* [TRY IT] Below are the entries; set down each of them exactly.

++++ RECORDED INFORMATION ++++

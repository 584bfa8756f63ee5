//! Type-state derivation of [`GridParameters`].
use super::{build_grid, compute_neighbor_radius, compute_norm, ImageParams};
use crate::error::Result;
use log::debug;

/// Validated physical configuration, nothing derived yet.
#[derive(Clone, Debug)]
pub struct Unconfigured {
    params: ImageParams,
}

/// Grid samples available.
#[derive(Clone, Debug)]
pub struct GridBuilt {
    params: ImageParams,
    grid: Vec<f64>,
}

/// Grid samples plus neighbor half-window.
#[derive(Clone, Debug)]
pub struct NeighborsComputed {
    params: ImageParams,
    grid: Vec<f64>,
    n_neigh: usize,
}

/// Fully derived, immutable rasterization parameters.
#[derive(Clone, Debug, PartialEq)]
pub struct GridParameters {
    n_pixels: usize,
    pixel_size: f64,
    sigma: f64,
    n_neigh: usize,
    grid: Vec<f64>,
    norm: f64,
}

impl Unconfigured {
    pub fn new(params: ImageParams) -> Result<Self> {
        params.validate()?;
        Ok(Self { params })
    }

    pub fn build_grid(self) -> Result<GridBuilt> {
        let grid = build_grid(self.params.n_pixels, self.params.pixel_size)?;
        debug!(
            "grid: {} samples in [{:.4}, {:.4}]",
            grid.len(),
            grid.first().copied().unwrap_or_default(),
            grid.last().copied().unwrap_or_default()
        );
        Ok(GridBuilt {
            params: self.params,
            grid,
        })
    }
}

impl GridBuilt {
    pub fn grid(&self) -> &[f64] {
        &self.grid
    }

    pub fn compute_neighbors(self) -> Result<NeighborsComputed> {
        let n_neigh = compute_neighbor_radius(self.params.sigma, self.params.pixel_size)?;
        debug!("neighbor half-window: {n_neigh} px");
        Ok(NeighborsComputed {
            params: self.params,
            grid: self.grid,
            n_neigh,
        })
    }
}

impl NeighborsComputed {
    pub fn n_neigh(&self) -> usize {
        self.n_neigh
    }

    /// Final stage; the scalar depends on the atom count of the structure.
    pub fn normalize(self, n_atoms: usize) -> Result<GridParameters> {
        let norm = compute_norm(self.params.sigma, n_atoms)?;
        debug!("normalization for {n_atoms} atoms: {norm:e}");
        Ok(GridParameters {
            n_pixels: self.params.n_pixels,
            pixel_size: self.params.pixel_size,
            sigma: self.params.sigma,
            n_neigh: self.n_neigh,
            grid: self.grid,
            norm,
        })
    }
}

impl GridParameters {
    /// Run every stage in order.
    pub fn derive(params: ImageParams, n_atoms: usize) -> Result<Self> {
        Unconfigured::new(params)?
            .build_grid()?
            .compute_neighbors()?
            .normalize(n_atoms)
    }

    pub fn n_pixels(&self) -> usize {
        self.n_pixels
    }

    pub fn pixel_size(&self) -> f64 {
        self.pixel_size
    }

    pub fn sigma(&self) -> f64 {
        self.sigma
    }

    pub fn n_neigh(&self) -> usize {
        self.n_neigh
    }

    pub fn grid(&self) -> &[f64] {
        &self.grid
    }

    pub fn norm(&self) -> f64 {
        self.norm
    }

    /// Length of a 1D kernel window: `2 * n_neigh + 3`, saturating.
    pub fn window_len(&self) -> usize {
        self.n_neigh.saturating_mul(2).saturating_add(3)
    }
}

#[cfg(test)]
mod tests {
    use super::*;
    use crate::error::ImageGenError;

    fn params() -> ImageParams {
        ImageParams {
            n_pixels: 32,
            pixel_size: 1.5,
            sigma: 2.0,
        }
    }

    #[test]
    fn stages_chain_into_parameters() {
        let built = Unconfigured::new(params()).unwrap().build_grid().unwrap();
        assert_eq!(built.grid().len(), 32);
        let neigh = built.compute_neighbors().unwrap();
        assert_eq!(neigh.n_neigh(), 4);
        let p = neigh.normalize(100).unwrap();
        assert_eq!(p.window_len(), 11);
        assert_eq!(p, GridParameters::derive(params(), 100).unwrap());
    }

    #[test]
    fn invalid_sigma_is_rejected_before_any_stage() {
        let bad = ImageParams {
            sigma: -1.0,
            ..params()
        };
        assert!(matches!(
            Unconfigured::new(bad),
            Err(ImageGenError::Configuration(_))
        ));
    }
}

++++

* [COMPLETED TASK]
repository 584bfa8756f63ee5
//! Type-state derivation of [`GridParameters`].
use super::{build_grid, compute_neighbor_radius, compute_norm, ImageParams};
use crate::error::Result;
use log::debug;

/// Validated physical configuration, nothing derived yet.
#[derive(Clone, Debug)]
pub struct Unconfigured {
    params: ImageParams,
}

/// Grid samples available.
#[derive(Clone, Debug)]
pub struct GridBuilt {
    params: ImageParams,
    grid: Vec<f64>,
}

/// Grid samples plus neighbor half-window.
#[derive(Clone, Debug)]
pub struct NeighborsComputed {
    params: ImageParams,
    grid: Vec<f64>,
    n_neigh: usize,
}

/// Fully derived, immutable rasterization parameters.
#[derive(Clone, Debug, PartialEq)]
pub struct GridParameters {
    n_pixels: usize,
    pixel_size: f64,
    sigma: f64,
    n_neigh: usize,
    grid: Vec<f64>,
    norm: f64,
}

impl Unconfigured {
    pub fn new(params: ImageParams) -> Result<Self> {
        params.validate()?;
        Ok(Self { params })
    }

    pub fn build_grid(self) -> Result<GridBuilt> {
        let grid = build_grid(self.params.n_pixels, self.params.pixel_size)?;
        debug!(
            "grid: {} samples in [{:.4}, {:.4}]",
            grid.len(),
            grid.first().copied().unwrap_or_default(),
            grid.last().copied().unwrap_or_default()
        );
        Ok(GridBuilt {
            params: self.params,
            grid,
        })
    }
}

impl GridBuilt {
    pub fn grid(&self) -> &[f64] {
        &self.grid
    }

    pub fn compute_neighbors(self) -> Result<NeighborsComputed> {
        let n_neigh = compute_neighbor_radius(self.params.sigma, self.params.pixel_size)?;
        debug!("neighbor half-window: {n_neigh} px");
        Ok(NeighborsComputed {
            params: self.params,
            grid: self.grid,
            n_neigh,
        })
    }
}

impl NeighborsComputed {
    pub fn n_neigh(&self) -> usize {
        self.n_neigh
    }

    /// Final stage; the scalar depends on the atom count of the structure.
    pub fn normalize(self, n_atoms: usize) -> Result<GridParameters> {
        let norm = compute_norm(self.params.sigma, n_atoms)?;
        debug!("normalization for {n_atoms} atoms: {norm:e}");
        Ok(GridParameters {
            n_pixels: self.params.n_pixels,
            pixel_size: self.params.pixel_size,
            sigma: self.params.sigma,
            n_neigh: self.n_neigh,
            grid: self.grid,
            norm,
        })
    }
}

impl GridParameters {
    /// Run every stage in order.
    pub fn derive(params: ImageParams, n_atoms: usize) -> Result<Self> {
        Unconfigured::new(params)?
            .build_grid()?
            .compute_neighbors()?
            .normalize(n_atoms)
    }

    pub fn n_pixels(&self) -> usize {
        self.n_pixels
    }

    pub fn pixel_size(&self) -> f64 {
        self.pixel_size
    }

    pub fn sigma(&self) -> f64 {
        self.sigma
    }

    pub fn n_neigh(&self) -> usize {
        self.n_neigh
    }

    pub fn grid(&self) -> &[f64] {
        &self.grid
    }

    pub fn norm(&self) -> f64 {
        self.norm
    }

    /// Length of a 1D kernel window: `2 * n_neigh + 3`, saturating.
    pub fn window_len(&self) -> usize {
        self.n_neigh.saturating_mul(2).saturating_add(3)
    }
}

#[cfg(test)]
mod tests {
    use super::*;
    use crate::error::ImageGenError;

    fn params() -> ImageParams {
        ImageParams {
            n_pixels: 32,
            pixel_size: 1.5,
            sigma: 2.0,
        }
    }

    #[test]
    fn stages_chain_into_parameters() {
        let built = Unconfigured::new(params()).unwrap().build_grid().unwrap();
        assert_eq!(built.grid().len(), 32);
        let neigh = built.compute_neighbors().unwrap();
        assert_eq!(neigh.n_neigh(), 4);
        let p = neigh.normalize(100).unwrap();
        assert_eq!(p.window_len(), 11);
        assert_eq!(p, GridParameters::derive(params(), 100).unwrap());
    }

    #[test]
    fn invalid_sigma_is_rejected_before_any_stage() {
        let bad = ImageParams {
            sigma: -1.0,
            ..params()
        };
        assert!(matches!(
            Unconfigured::new(bad),
            Err(ImageGenError::Configuration(_))
        ));
    }
}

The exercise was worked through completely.